In June, Hawai‘i Gov. David Ige signed a couple bills aligning with the Paris Climate Agreement, and Kaua‘i Mayor Bernard Carvalho Jr. signed a proclamation supporting the agreement. The argument their acts were symbolical may be true; not matter what, our children and grandchildren will likely inherit an unbearably hot world. But we should still do our part to reduce carbon emissions and also press elected officials to do the same through new laws and policies.

A University of Hawai‘i study published in Nature Climate Change in June estimates 74 percent of the world’s population will be exposed to deadly heatwaves by 2100 if carbon gas emissions keep rising at current rates. Cutting down carbon emissions aggressively will help, but 48 percent of people in the world would still be affected by deadly rising temperatures, according to the study.

Camilo Mora, associate professor of geography in the College of Social Sciences at UH Mānoa and lead author of the study said in a UH article, “We are running out of choices for the future.”

“For heatwaves, our options are now between bad or terrible,” Mora said, adding many around the world are already paying the ultimate price of heatwaves, and while models suggest this will likely continue, it can become much worse if emissions are not considerably reduced.

There is something we could learn from recent history. The 2003 European heatwave killed approximately 70,000 people, the 2010 Moscow heatwave killed 10,000 people and the 1995 Chicago heatwave killed 700 people, according to the UH article.

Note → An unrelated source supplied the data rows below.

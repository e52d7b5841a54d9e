// SPDX-License-Identifier: LGPL-3.0-only

//! Adapters turning one native menu shell into a menu section and actions.

use crate::action::{Action, ActionGroup};
use crate::handle::ShellHandle;
use crate::model::{MenuItem, MenuSource, StaticMenu};
use std::collections::HashMap;
use std::sync::{Arc, Mutex, PoisonError};

/// Wraps one menu shell into an exportable section plus a contribution to a
/// window's action group. Dropping the adapter releases it.
pub trait ShellAdapter: Send {
    /// The wrapped shell.
    fn shell(&self) -> ShellHandle;

    /// The section this shell contributes to the window menu.
    fn section(&self) -> Arc<dyn MenuSource>;

    /// Add this shell's actions to `group`.
    fn connect(&mut self, group: &ActionGroup);

    /// Remove this shell's actions from `group`.
    fn disconnect(&mut self, group: &ActionGroup);
}

/// Builds adapters for menu shells.
pub trait ShellAdapterFactory: Send + Sync {
    /// Create an adapter for `shell`.
    fn create(&self, shell: ShellHandle) -> Box<dyn ShellAdapter>;
}

/// Items and actions declared by a menu shell.
#[derive(Debug, Clone, Default)]
pub struct ShellTemplate {
    /// Items shown in the shell.
    pub items: Vec<MenuItem>,
    /// Actions referenced by the items.
    pub actions: Vec<Action>,
}

impl ShellTemplate {
    /// Create an empty template.
    pub fn new() -> Self {
        Self::default()
    }

    /// Add an item bound to an action of the same name.
    pub fn with_item(mut self, item: MenuItem, action: Option<Action>) -> Self {
        let item = match &action {
            Some(action) if item.action.is_none() => item.with_action(action.info.name.clone()),
            _ => item,
        };
        self.items.push(item);
        if let Some(action) = action {
            self.actions.push(action);
        }
        self
    }
}

/// Adapter over a [ShellTemplate].
pub struct TemplateShellAdapter {
    shell: ShellHandle,
    menu: Arc<StaticMenu>,
    actions: Vec<Action>,
    connected: bool,
}

impl TemplateShellAdapter {
    /// Create an adapter for `shell` from its template.
    pub fn new(shell: ShellHandle, template: ShellTemplate) -> Self {
        Self {
            shell,
            menu: Arc::new(StaticMenu::new(template.items)),
            actions: template.actions,
            connected: false,
        }
    }
}

impl ShellAdapter for TemplateShellAdapter {
    fn shell(&self) -> ShellHandle {
        self.shell
    }

    fn section(&self) -> Arc<dyn MenuSource> {
        self.menu.clone()
    }

    fn connect(&mut self, group: &ActionGroup) {
        group.connect_shell(self.shell, self.actions.clone());
        self.connected = true;
    }

    fn disconnect(&mut self, group: &ActionGroup) {
        group.disconnect_shell(self.shell);
        self.connected = false;
    }
}

impl Drop for TemplateShellAdapter {
    fn drop(&mut self) {
        if self.connected {
            log::warn!("Adapter for {} released while still connected", self.shell);
        }
    }
}

/// Factory handing out [TemplateShellAdapter]s from registered templates.
///
/// Shells without a registered template produce an empty section.
#[derive(Default)]
pub struct TemplateShellFactory {
    templates: Mutex<HashMap<ShellHandle, ShellTemplate>>,
}

impl TemplateShellFactory {
    /// Create an empty factory.
    pub fn new() -> Self {
        Self::default()
    }

    /// Register or replace the template of a shell.
    pub fn register(&self, shell: ShellHandle, template: ShellTemplate) {
        self.templates
            .lock()
            .unwrap_or_else(PoisonError::into_inner)
            .insert(shell, template);
    }
}

impl ShellAdapterFactory for TemplateShellFactory {
    fn create(&self, shell: ShellHandle) -> Box<dyn ShellAdapter> {
        let template = self
            .templates
            .lock()
            .unwrap_or_else(PoisonError::into_inner)
            .get(&shell)
            .cloned()
            .unwrap_or_default();
        Box::new(TemplateShellAdapter::new(shell, template))
    }
}

#[cfg(test)]
mod tests {
    use super::*;
    use crate::action::ActionSource;

    #[test]
    fn test_template_binds_action_names() {
        let template = ShellTemplate::new()
            .with_item(MenuItem::new("_Open"), Some(Action::new("open")))
            .with_item(MenuItem::new("Recent"), None);
        assert_eq!(template.items[0].action.as_deref(), Some("open"));
        assert_eq!(template.items[1].action, None);
        assert_eq!(template.actions.len(), 1);
    }

    #[test]
    fn test_connect_and_disconnect() {
        let factory = TemplateShellFactory::new();
        factory.register(
            ShellHandle(9),
            ShellTemplate::new().with_item(MenuItem::new("Quit"), Some(Action::new("quit"))),
        );
        let group = ActionGroup::new(None);
        let mut adapter = factory.create(ShellHandle(9));
        assert_eq!(adapter.section().items().len(), 1);

        adapter.connect(&group);
        assert_eq!(group.list_actions().len(), 1);
        adapter.disconnect(&group);
        assert!(group.list_actions().is_empty());
    }

    #[test]
    fn test_unknown_shell_is_empty() {
        let factory = TemplateShellFactory::new();
        let adapter = factory.create(ShellHandle(1));
        assert!(adapter.section().items().is_empty());
    }
}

For the study, Mora led a team of researchers through a wide-ranging review of more than 30,000 relevant publications. They found more than 1,900 cases of locations worldwide where high temperatures have killed people since 1980. They looked at dates for 783 lethal heatwaves in 164 cities across 36 countries, with most cases recorded in developed countries at mid-latitudes. Some of the cities with lethal heatwaves included New York, Washington, Los Angeles, Chicago, Toronto, London, Beijing, Tokyo, Sydney and São Paulo.

UH Mānoa graduate and study co-author Farrah Powel said in the article that “finding a threshold beyond which climatic conditions turn deadly is scientifically important yet frightening.” The threshold, she said, will allow scientists to identify conditions harmful to humans. Because the study takes data from actual events, it makes it more credible. The scary thing, she said, is how common “deadly conditions” are already.

According to the study, by 2100, New York will have about 50 days of a deadly climate threshold. Sydney will have 20 days of deadly conditions, and Los Angeles will have 30 days of it. Orlando and Houston will have summer-long deadly conditions.

However, the greatest risk will be in tropical areas, which are hot and humid all year. The state of Hawai‘i is only a few degrees south of the Tropic of Cancer, enough to put us in high alert.

Léo Azambuja

“With high temperatures and humidities, it takes very little warming for conditions to turn deadly in the tropics,” said co-author Iain Caldwell, a post-doctoral researcher at UH Mānoa, in the article. He added warming in the tropics is what will pose the greatest risk to people.

Mora said climate change “put humanity on a path that will become increasingly dangerous and difficult to reverse if greenhouse gas emissions are not taken much more seriously.” Actions such as the withdrawal from the Paris agreement is a step in the wrong direction, he said, delaying fixing a problem for which there is no time to waste.

“The heat is on, on the street … The pressure’s high, just to stay alive. ‘Cause the heat is on,” Frey sang on his hit. We may have danced to it a few, or many, times. But when the heat really hits us, we won’t be dancing at all. Some of us may actually never dance again.

Despite — and because of — a dim hope, we should more than ever support cutting carbon emissions in any way we can.